Prompt: Only the lines from the first line of the records through the line containing "pub not_sure: &'static" belong in the answer. Copy them exactly.
------
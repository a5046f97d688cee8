//! Localized message catalog.
//!
//! One [`StringTable`] per supported language. Entries that take arguments
//! are stored as `{}` templates and filled through the helper methods so
//! callers never touch the raw template text.

use crate::types::{Language, OptionCard};

/// All user-facing literals for one language.
///
/// Template entries (`{}` placeholders) are accessed through the formatting
/// methods below; plain entries are read directly.
#[derive(Debug)]
pub struct StringTable {
    pub welcome: &'static str,
    pub intro: &'static str,
    pub you: &'static str,
    pub bot: &'static str,
    pub ask: &'static str,
    pub options_intro: &'static str,
    pub hours: &'static str,
    pub location: &'static str,
    pub contact: &'static str,
    pub pricing: &'static str,
    pub returns: &'static str,
    pub payments: &'static str,
    pub ticket_prompt: &'static str,
    ticket_created: &'static str,
    pub track_prompt: &'static str,
    track_result: &'static str,
    pub assist_prompt: &'static str,
    pub assist_tip: &'static str,
    pub lead_prompt: &'static str,
    thanks_lead: &'static str,
    pub qualify_prompt: &'static str,
    pub budget_reco: &'static str,
    pub schedule_prompt: &'static str,
    scheduled: &'static str,
    pub compare_plans: &'static str,
    personalize: &'static str,
    lang_switched: &'static str,
    pub agent_reply: &'static str,
    pub not_sure: &'static str,
    pub fallback_generic: &'static str,
    pub fallback_business: &'static str,
    pub thinking: &'static str,
    pub ai_failed: &'static str,
    pub ai_enabled_notice: &'static str,
    pub ai_disabled_notice: &'static str,
    pub ai_key_prompt: &'static str,
    pub ai_key_saved: &'static str,
    pub ai_key_missing: &'static str,
    pub marketing_advice: &'static str,
    pub finance_advice: &'static str,
    pub hr_advice: &'static str,
    pub startup_advice: &'static str,
    pub label_browse: &'static str,
    pub label_track: &'static str,
    pub label_agent: &'static str,
    pub label_compare: &'static str,
    browse_cards: [(&'static str, &'static str); 3],
}

impl StringTable {
    pub fn ticket_created(&self, id: &str) -> String {
        fill(self.ticket_created, &[id])
    }

    pub fn track_result(&self, id: &str, eta: &str) -> String {
        fill(self.track_result, &[id, eta])
    }

    pub fn thanks_lead(&self, name: &str) -> String {
        fill(self.thanks_lead, &[name])
    }

    pub fn scheduled(&self, slot: &str) -> String {
        fill(self.scheduled, &[slot])
    }

    pub fn personalize(&self, name: &str) -> String {
        fill(self.personalize, &[name])
    }

    pub fn lang_switched(&self, lang: Language) -> String {
        let name = match lang {
            Language::En => "English",
            Language::Es => "Español",
        };
        fill(self.lang_switched, &[name])
    }

    /// Product category cards for the browse intent.
    pub fn browse_cards(&self) -> Vec<OptionCard> {
        self.browse_cards
            .iter()
            .map(|(title, detail)| OptionCard {
                title: (*title).to_string(),
                detail: (*detail).to_string(),
            })
            .collect()
    }
}

/// Substitute successive `{}` placeholders with `args`.
fn fill(template: &str, args: &[&str]) -> String {
    let mut out = template.to_string();
    for arg in args {
        out = out.replacen("{}", arg, 1);
    }
    out
}

/// Look up the string table for a language.
pub fn table(lang: Language) -> &'static StringTable {
    match lang {
        Language::En => &EN,
        Language::Es => &ES,
    }
}

static EN: StringTable = StringTable {
    welcome: "Hello! How can I help you today?",
    intro: "I'm your virtual assistant, here to help with questions and support.",
    you: "You",
    bot: "BizAssist",
    ask: "Type your message...",
    options_intro: "Here are some things I can help with:",
    hours: "Our office is open Monday through Friday, 9 AM to 6 PM.",
    location: "We are located at 123 Business Ave, Suite 456.",
    contact: "You can reach us at support@example.com or +1 (555) 000-1234.",
    pricing: "We offer 3 packages: Basic, Premium, and Enterprise. Would you like a comparison?",
    returns: "We offer free shipping over $50 and 30-day returns.",
    payments: "We accept Visa, MasterCard, and PayPal.",
    ticket_prompt: "Please describe the issue you're facing, and I'll create a support ticket.",
    ticket_created: "Ticket created: {}. Our team will contact you soon.",
    track_prompt: "Please enter your order ID to track your shipment.",
    track_result: "Order {} is in transit. Estimated delivery: {}.",
    assist_prompt: "Please describe the product or issue and I'll help troubleshoot.",
    assist_tip: "Thanks. Here are some tips: restart the app, clear cache, and update to the latest version. If the issue persists, I can escalate to support.",
    lead_prompt: "Can I have your name and email to send more details?",
    thanks_lead: "Thanks, {}. We'll follow up shortly.",
    qualify_prompt: "What is your budget range? (e.g., <$100, $100-$500, >$500)",
    budget_reco: "Thanks! Based on your budget, I recommend starting with our Premium plan.",
    schedule_prompt: "Would you like to book a demo? Available today: 2 PM or 4 PM.",
    scheduled: "Demo booked for {}. You'll receive a reminder.",
    compare_plans: "Standard vs Premium: Premium adds priority support and advanced features.",
    personalize: "Welcome back, {}! Continue where we left off?",
    lang_switched: "Language switched to {}.",
    agent_reply: "It seems I might need help here. Would you like to chat with an agent?",
    not_sure: "I'm not sure yet, but I'm learning every day.",
    fallback_generic: "I can help with FAQs, orders, support, and more. Try the quick actions.",
    fallback_business: "That sounds like a business question. Enable AI assist for a detailed answer, or try the quick actions.",
    thinking: "Thinking...",
    ai_failed: "AI assist is unavailable right now; answering from my built-in knowledge instead.",
    ai_enabled_notice: "AI assist enabled. Free-form questions will use the smart model.",
    ai_disabled_notice: "AI assist disabled. I'll answer from my built-in knowledge.",
    ai_key_prompt: "Please provide an API key to activate AI assist.",
    ai_key_saved: "API key saved.",
    ai_key_missing: "No key provided; AI assist stays disabled.",
    marketing_advice: "Marketing tip: focus on one channel, measure cost per lead, and double down on what converts.",
    finance_advice: "Finance tip: keep 3-6 months of runway, review expenses monthly, and invoice promptly.",
    hr_advice: "HR tip: write the role scorecard before interviewing, and onboard with a 30-60-90 day plan.",
    startup_advice: "Startup tip: talk to ten customers before building, and charge from day one.",
    label_browse: "Browse products",
    label_track: "Track my order",
    label_agent: "Speak to an agent",
    label_compare: "Compare plans",
    browse_cards: [
        ("Electronics", "Top sellers and accessories"),
        ("Apparel", "Shirts, shoes, and more"),
        ("Home goods", "Decor and essentials"),
    ],
};

static ES: StringTable = StringTable {
    welcome: "¡Hola! ¿En qué puedo ayudarte hoy?",
    intro: "Soy tu asistente virtual, aquí para ayudarte con preguntas y soporte.",
    you: "Tú",
    bot: "BizAssist",
    ask: "Escribe tu mensaje...",
    options_intro: "Estas son algunas cosas con las que puedo ayudar:",
    hours: "Abrimos de lunes a viernes, de 9 AM a 6 PM.",
    location: "Estamos en 123 Business Ave, Oficina 456.",
    contact: "Escríbenos a support@example.com o +1 (555) 000-1234.",
    pricing: "Ofrecemos 3 planes: Básico, Premium y Enterprise. ¿Quieres una comparación?",
    returns: "Envío gratis en pedidos > $50 y devoluciones en 30 días.",
    payments: "Aceptamos Visa, MasterCard y PayPal.",
    ticket_prompt: "Describe el problema y crearé un ticket de soporte.",
    ticket_created: "Ticket creado: {}. Nuestro equipo te contactará pronto.",
    track_prompt: "Ingresa tu ID de pedido para rastrear el envío.",
    track_result: "Pedido {} en tránsito. Entrega estimada: {}.",
    assist_prompt: "Describe el producto o problema y te ayudaré.",
    assist_tip: "Gracias. Algunos consejos: reinicia la aplicación, borra la caché y actualiza a la última versión. Si el problema persiste, puedo escalarlo a soporte.",
    lead_prompt: "¿Me das tu nombre y correo para enviarte más detalles?",
    thanks_lead: "Gracias, {}. Te contactaremos en breve.",
    qualify_prompt: "¿Cuál es tu presupuesto? (p.ej., <$100, $100-$500, >$500)",
    budget_reco: "¡Gracias! Según tu presupuesto, te recomiendo empezar con nuestro plan Premium.",
    schedule_prompt: "¿Quieres reservar una demo? Hoy: 2 PM o 4 PM.",
    scheduled: "Demo reservada a las {}. Recibirás un recordatorio.",
    compare_plans: "Estándar vs Premium: Premium incluye soporte prioritario y funciones avanzadas.",
    personalize: "¡Bienvenido de nuevo, {}! ¿Continuamos donde quedamos?",
    lang_switched: "Idioma cambiado a {}.",
    agent_reply: "Parece que necesito ayuda aquí. ¿Quieres hablar con un agente?",
    not_sure: "Aún no estoy seguro, pero aprendo cada día.",
    fallback_generic: "Puedo ayudar con preguntas frecuentes, pedidos, soporte y más. Prueba las acciones rápidas.",
    fallback_business: "Parece una pregunta de negocios. Activa el asistente de IA para una respuesta detallada, o prueba las acciones rápidas.",
    thinking: "Pensando...",
    ai_failed: "El asistente de IA no está disponible; respondo con mi conocimiento integrado.",
    ai_enabled_notice: "Asistente de IA activado. Las preguntas libres usarán el modelo inteligente.",
    ai_disabled_notice: "Asistente de IA desactivado. Responderé con mi conocimiento integrado.",
    ai_key_prompt: "Proporciona una clave de API para activar el asistente de IA.",
    ai_key_saved: "Clave de API guardada.",
    ai_key_missing: "No se proporcionó clave; el asistente de IA sigue desactivado.",
    marketing_advice: "Consejo de marketing: céntrate en un canal, mide el costo por lead y refuerza lo que convierte.",
    finance_advice: "Consejo financiero: mantén 3-6 meses de reserva, revisa gastos cada mes y factura sin demora.",
    hr_advice: "Consejo de RRHH: define el perfil del puesto antes de entrevistar e incorpora con un plan de 30-60-90 días.",
    startup_advice: "Consejo para startups: habla con diez clientes antes de construir y cobra desde el primer día.",
    label_browse: "Ver productos",
    label_track: "Rastrear mi pedido",
    label_agent: "Hablar con un agente",
    label_compare: "Comparar planes",
    browse_cards: [
        ("Electrónica", "Los más vendidos y accesorios"),
        ("Ropa", "Camisas, zapatos y más"),
        ("Hogar", "Decoración y esenciales"),
    ],
};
------
Completed task:
repository a5046f97d688cee8
//! Localized message catalog.
//!
//! One [`StringTable`] per supported language. Entries that take arguments
//! are stored as `{}` templates and filled through the helper methods so
//! callers never touch the raw template text.

use crate::types::{Language, OptionCard};

/// All user-facing literals for one language.
///
/// Template entries (`{}` placeholders) are accessed through the formatting
/// methods below; plain entries are read directly.
#[derive(Debug)]
pub struct StringTable {
    pub welcome: &'static str,
    pub intro: &'static str,
    pub you: &'static str,
    pub bot: &'static str,
    pub ask: &'static str,
    pub options_intro: &'static str,
    pub hours: &'static str,
    pub location: &'static str,
    pub contact: &'static str,
    pub pricing: &'static str,
    pub returns: &'static str,
    pub payments: &'static str,
    pub ticket_prompt: &'static str,
    ticket_created: &'static str,
    pub track_prompt: &'static str,
    track_result: &'static str,
    pub assist_prompt: &'static str,
    pub assist_tip: &'static str,
    pub lead_prompt: &'static str,
    thanks_lead: &'static str,
    pub qualify_prompt: &'static str,
    pub budget_reco: &'static str,
    pub schedule_prompt: &'static str,
    scheduled: &'static str,
    pub compare_plans: &'static str,
    personalize: &'static str,
    lang_switched: &'static str,
    pub agent_reply: &'static str,
    pub not_sure: &'static str,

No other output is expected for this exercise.